Comment le lézard sacrifie sa queue et échappe au prédateur

Le lézard qui abandonne sa queue au prédateur … pourquoi ?

Dans une news de Science, Ghatak, A. (2022) ici introduit son texte ainsi (traduction)  « Parmi les nombreuses stratégies que les animaux ont développées pour échapper à la capture par leurs prédateurs, l’autotomie est une des principales, par laquelle un animal s’auto-ampute une partie du corps, comme une patte ou une queue (cf. fig 1), lui permettant d’échapper à son agresseur. »
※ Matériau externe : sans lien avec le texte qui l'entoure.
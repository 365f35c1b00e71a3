//! Host-facing hook interface and registry
//!
//! The broker drives the jail: it calls one handler per event kind for every
//! client action and adopts whatever the handler returns. Handlers borrow
//! their inputs and return either "unchanged" or a freshly owned replacement
//! topic; for authorization checks they return a decision. Handler failures
//! (allocation) are distinct from denials and abort the event.

use std::collections::HashSet;
use std::sync::Arc;

use parking_lot::RwLock;

use crate::error::{JailError, Result};
use crate::jail::{AccessDecision, AccessKind, TopicRewrite};

/// An inbound or outbound publish event
#[derive(Debug, Clone, Copy)]
pub struct MessageEvent<'a> {
    /// Identifier of the publishing or receiving client
    pub client_id: &'a str,
    /// Topic the message is published on / delivered under
    pub topic: &'a str,
}

/// A subscribe or unsubscribe event
#[derive(Debug, Clone, Copy)]
pub struct SubscriptionEvent<'a> {
    /// Identifier of the subscribing client
    pub client_id: &'a str,
    /// Subscription filter as supplied by the client
    pub filter: &'a str,
}

/// An authorization check event
#[derive(Debug, Clone, Copy)]
pub struct AccessCheckEvent<'a> {
    /// Identifier of the acting client
    pub client_id: &'a str,
    /// Topic or filter the check applies to
    pub topic: &'a str,
    /// Operation class being authorized
    pub access: AccessKind,
}

/// Broker interception points, one method per event kind.
///
/// Defaults pass everything through, so a hook implements only the events it
/// cares about.
pub trait BrokerHooks: Send + Sync {
    /// Unique name for this hook
    fn name(&self) -> &str;

    /// Authorization check for a client action
    fn on_acl_check(&self, _event: &AccessCheckEvent<'_>) -> Result<AccessDecision> {
        Ok(AccessDecision::Allowed)
    }

    /// Called for every message published by a client
    fn on_message_in(&self, _event: &MessageEvent<'_>) -> Result<TopicRewrite> {
        Ok(TopicRewrite::Unchanged)
    }

    /// Called for every message delivered to a client
    fn on_message_out(&self, _event: &MessageEvent<'_>) -> Result<TopicRewrite> {
        Ok(TopicRewrite::Unchanged)
    }

    /// Called for every subscription request
    fn on_subscribe(&self, _event: &SubscriptionEvent<'_>) -> Result<TopicRewrite> {
        Ok(TopicRewrite::Unchanged)
    }

    /// Called for every unsubscribe request
    fn on_unsubscribe(&self, _event: &SubscriptionEvent<'_>) -> Result<TopicRewrite> {
        Ok(TopicRewrite::Unchanged)
    }
}

/// Registry the host dispatches broker events through.
///
/// Hooks run in registration order. Rewrite dispatches chain: each hook sees
/// the topic as rewritten by the hooks before it. The authorization dispatch
/// short-circuits on the first denial. Any hook error aborts the dispatch and
/// propagates; the event must be treated as not completed.
pub struct HookRegistry {
    names: RwLock<HashSet<String>>,
    hooks: RwLock<Vec<Arc<dyn BrokerHooks>>>,
}

impl Default for HookRegistry {
    fn default() -> Self {
        Self::new()
    }
}

impl HookRegistry {
    /// Create an empty registry
    pub fn new() -> Self {
        Self {
            names: RwLock::new(HashSet::new()),
            hooks: RwLock::new(Vec::new()),
        }
    }

    /// Register a hook for all event kinds.
    ///
    /// Fails with [`JailError::HookAlreadyRegistered`] if a hook with the
    /// same name is present; the registry is left unchanged in that case.
    pub fn register<T: BrokerHooks + 'static>(&self, hook: T) -> Result<()> {
        let name = hook.name().to_string();

        let mut names = self.names.write();
        if !names.insert(name.clone()) {
            return Err(JailError::HookAlreadyRegistered(name));
        }
        self.hooks.write().push(Arc::new(hook));

        Ok(())
    }

    /// Names of all registered hooks, in registration order
    pub fn hook_names(&self) -> Vec<String> {
        self.hooks
            .read()
            .iter()
            .map(|hook| hook.name().to_string())
            .collect()
    }

    /// Number of registered hooks
    pub fn hook_count(&self) -> usize {
        self.hooks.read().len()
    }

    /// Run an authorization check through all hooks. Denies on the first
    /// denial, allows when every hook allows.
    pub fn dispatch_acl_check(&self, event: &AccessCheckEvent<'_>) -> Result<AccessDecision> {
        for hook in self.hooks.read().iter() {
            if hook.on_acl_check(event)? == AccessDecision::Denied {
                return Ok(AccessDecision::Denied);
            }
        }
        Ok(AccessDecision::Allowed)
    }

    /// Run an inbound publish through all hooks, chaining replacements.
    pub fn dispatch_message_in(&self, event: &MessageEvent<'_>) -> Result<TopicRewrite> {
        self.dispatch_rewrite(event.topic, |hook, topic| {
            hook.on_message_in(&MessageEvent {
                client_id: event.client_id,
                topic,
            })
        })
    }

    /// Run an outbound delivery through all hooks, chaining replacements.
    pub fn dispatch_message_out(&self, event: &MessageEvent<'_>) -> Result<TopicRewrite> {
        self.dispatch_rewrite(event.topic, |hook, topic| {
            hook.on_message_out(&MessageEvent {
                client_id: event.client_id,
                topic,
            })
        })
    }

    /// Run a subscription request through all hooks, chaining replacements.
    pub fn dispatch_subscribe(&self, event: &SubscriptionEvent<'_>) -> Result<TopicRewrite> {
        self.dispatch_rewrite(event.filter, |hook, filter| {
            hook.on_subscribe(&SubscriptionEvent {
                client_id: event.client_id,
                filter,
            })
        })
    }

    /// Run an unsubscribe request through all hooks, chaining replacements.
    pub fn dispatch_unsubscribe(&self, event: &SubscriptionEvent<'_>) -> Result<TopicRewrite> {
        self.dispatch_rewrite(event.filter, |hook, filter| {
            hook.on_unsubscribe(&SubscriptionEvent {
                client_id: event.client_id,
                filter,
            })
        })
    }

    fn dispatch_rewrite(
        &self,
        original: &str,
        mut call: impl FnMut(&dyn BrokerHooks, &str) -> Result<TopicRewrite>,
    ) -> Result<TopicRewrite> {
        let mut current: Option<String> = None;
        for hook in self.hooks.read().iter() {
            let topic = current.as_deref().unwrap_or(original);
            if let TopicRewrite::Replaced(next) = call(hook.as_ref(), topic)? {
                current = Some(next);
            }
        }
        Ok(current.map_or(TopicRewrite::Unchanged, TopicRewrite::Replaced))
    }
}
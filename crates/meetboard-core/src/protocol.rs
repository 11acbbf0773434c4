//! Wire protocol for whiteboard events on the shared meeting channel.
//!
//! The channel is multiplexed with unrelated meeting traffic (chat,
//! reactions, hand-raise), so every whiteboard message carries a `wb_`
//! namespaced `type` discriminator and field names match the meeting
//! clients' wire format exactly (`strokeId`, `userId`, `dataUrl`,
//! `video_user_id`).

use crate::stroke::{StrokeId, StrokeMeta, StrokeMode};
use kurbo::Point;
use serde::{Deserialize, Serialize};
use serde_json::Value;

/// A whiteboard event as it travels on the event channel.
///
/// All coordinates are world-space, so pan/zoom stays purely client-side.
#[derive(Debug, Clone, PartialEq, Serialize, Deserialize)]
#[serde(tag = "type")]
pub enum BoardEvent {
    /// Incremental points for a new or existing stroke.
    #[serde(rename = "wb_draw")]
    Draw {
        #[serde(rename = "strokeId")]
        stroke_id: StrokeId,
        #[serde(rename = "userId", default)]
        user_id: Option<String>,
        mode: StrokeMode,
        color: String,
        width: f64,
        points: Vec<Point>,
    },
    /// Board-wide clear.
    #[serde(rename = "wb_clear")]
    Clear {
        #[serde(rename = "userId", default)]
        user_id: Option<String>,
    },
    /// Live cursor position of a participant.
    #[serde(rename = "wb_cursor")]
    Cursor {
        #[serde(rename = "userId", default)]
        user_id: Option<String>,
        x: f64,
        y: f64,
    },
    /// Ask every participant for a rendered snapshot.
    #[serde(rename = "wb_snapshot_request")]
    SnapshotRequest {
        #[serde(rename = "userId", default)]
        user_id: Option<String>,
    },
    /// Rendered board image as a data URL.
    #[serde(rename = "wb_snapshot_response")]
    SnapshotResponse {
        #[serde(rename = "dataUrl")]
        data_url: String,
        #[serde(rename = "userId", default)]
        user_id: Option<String>,
    },
    /// Presentation opened elsewhere in the meeting.
    #[serde(rename = "wb_present_start")]
    PresentStart {
        #[serde(default)]
        video_user_id: Option<String>,
    },
    /// Presentation closed.
    #[serde(rename = "wb_present_stop")]
    PresentStop {
        #[serde(default)]
        video_user_id: Option<String>,
    },
}

impl BoardEvent {
    /// Build a draw delta from a stroke's identity, style, and new points.
    pub fn draw(stroke_id: StrokeId, meta: &StrokeMeta, points: Vec<Point>) -> Self {
        Self::Draw {
            stroke_id,
            user_id: meta.author.clone(),
            mode: meta.mode,
            color: meta.color.clone(),
            width: meta.width,
            points,
        }
    }

    /// Decode a raw channel payload.
    ///
    /// Returns `None` for non-whiteboard traffic, unrecognized types, and
    /// payloads missing required fields; the caller ignores those silently.
    pub fn from_value(value: &Value) -> Option<Self> {
        serde_json::from_value(value.clone()).ok()
    }

    /// Encode for publication. Serialization of these variants cannot fail;
    /// `Null` (ignored by every receiver) covers the impossible arm.
    pub fn to_value(&self) -> Value {
        serde_json::to_value(self).unwrap_or(Value::Null)
    }
}
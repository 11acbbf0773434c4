//! Remote cursor presence tracking.

use kurbo::Point;
use std::collections::HashMap;
use std::time::{Duration, Instant};

/// Cursors not refreshed within this window are treated as gone.
pub const CURSOR_TTL: Duration = Duration::from_millis(750);

#[derive(Debug, Clone, Copy)]
struct RemoteCursor {
    position: Point,
    last_seen: Instant,
}

/// Last known world-space cursor position per remote author.
///
/// Entries are created or refreshed on inbound cursor events and never
/// explicitly deleted; staleness is filtered at read time.
#[derive(Debug, Clone, Default)]
pub struct CursorTracker {
    cursors: HashMap<String, RemoteCursor>,
}

impl CursorTracker {
    pub fn new() -> Self {
        Self::default()
    }

    /// Record a cursor position for an author, refreshing its timestamp.
    pub fn update(&mut self, author: &str, position: Point) {
        self.update_at(author, position, Instant::now());
    }

    /// [`update`](Self::update) with an injected clock, for tests.
    pub fn update_at(&mut self, author: &str, position: Point, now: Instant) {
        self.cursors
            .insert(author.to_string(), RemoteCursor { position, last_seen: now });
    }

    /// Cursors fresh enough to render.
    pub fn fresh(&self) -> Vec<(&str, Point)> {
        self.fresh_at(Instant::now())
    }

    /// [`fresh`](Self::fresh) with an injected clock, for tests.
    pub fn fresh_at(&self, now: Instant) -> Vec<(&str, Point)> {
        self.cursors
            .iter()
            .filter(|(_, c)| now.duration_since(c.last_seen) <= CURSOR_TTL)
            .map(|(author, c)| (author.as_str(), c.position))
            .collect()
    }

    /// Forget everything (overlay close).
    pub fn clear(&mut self) {
        self.cursors.clear();
    }
}

#[cfg(test)]
mod tests {
    use super::*;

    #[test]
    fn test_fresh_cursor_visible() {
        let mut tracker = CursorTracker::new();
        let now = Instant::now();
        tracker.update_at("peer1", Point::new(10.0, 20.0), now);

        let fresh = tracker.fresh_at(now + Duration::from_millis(100));
        assert_eq!(fresh.len(), 1);
        assert_eq!(fresh[0].0, "peer1");
    }

    #[test]
    fn test_stale_cursor_hidden_not_deleted() {
        let mut tracker = CursorTracker::new();
        let now = Instant::now();
        tracker.update_at("peer1", Point::new(10.0, 20.0), now);

        assert!(tracker.fresh_at(now + Duration::from_millis(800)).is_empty());

        // A later update revives the same entry.
        tracker.update_at("peer1", Point::new(11.0, 21.0), now + Duration::from_secs(2));
        let fresh = tracker.fresh_at(now + Duration::from_secs(2));
        assert_eq!(fresh.len(), 1);
    }

    #[test]
    fn test_update_overwrites_position() {
        let mut tracker = CursorTracker::new();
        let now = Instant::now();
        tracker.update_at("peer1", Point::new(1.0, 1.0), now);
        tracker.update_at("peer1", Point::new(2.0, 2.0), now);

        let fresh = tracker.fresh_at(now);
        assert_eq!(fresh.len(), 1);
        assert!((fresh[0].1.x - 2.0).abs() < f64::EPSILON);
    }
}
Fig 1: Les chercheurs ont montré que l’autotomie caudale chez les lézards, comme celle observée chez le scinque japonais à cinq lignes (Eumeces japonicus) illustré ici, est médiée par des emboitement de microstructures à plusieurs niveaux dans plan de fracture de leur queue. [img]. Source :PHOTO: RYU UCHIYAMA/MINDEN PICTURES
« Rien n’a de sens en biologie si ce n’est à la lumière de l’évolution »

(Dobzhansky, 1973).

Cette réponse classique à la question du pourquoi la place dans une perspective finaliste (téléologique) – « permettant d’échapper à »,  sous-entendant qu’un organisme dispose d’une fonction simplement parce qu’il en a besoin. Pourtant nous savons que le besoin ne crée pas la fonction.
Cette explication correspond si bien à la tendance naturelle à expliquer le monde vivant en termes téléologiques, anthropocentrés (« stratégies des animaux ») (Betz, et al.,2019) qu’elle ne choque personne, même dans la revue Science !
Les lecteurs sont supposés comprendre que ce raccourci de langage veut dire quelque chose comme « dans la diversité génétique des lézards, ceux chez lesquels on trouve ce mécanisme échappent plus souvent au prédateur,… et ont plus de descendants. »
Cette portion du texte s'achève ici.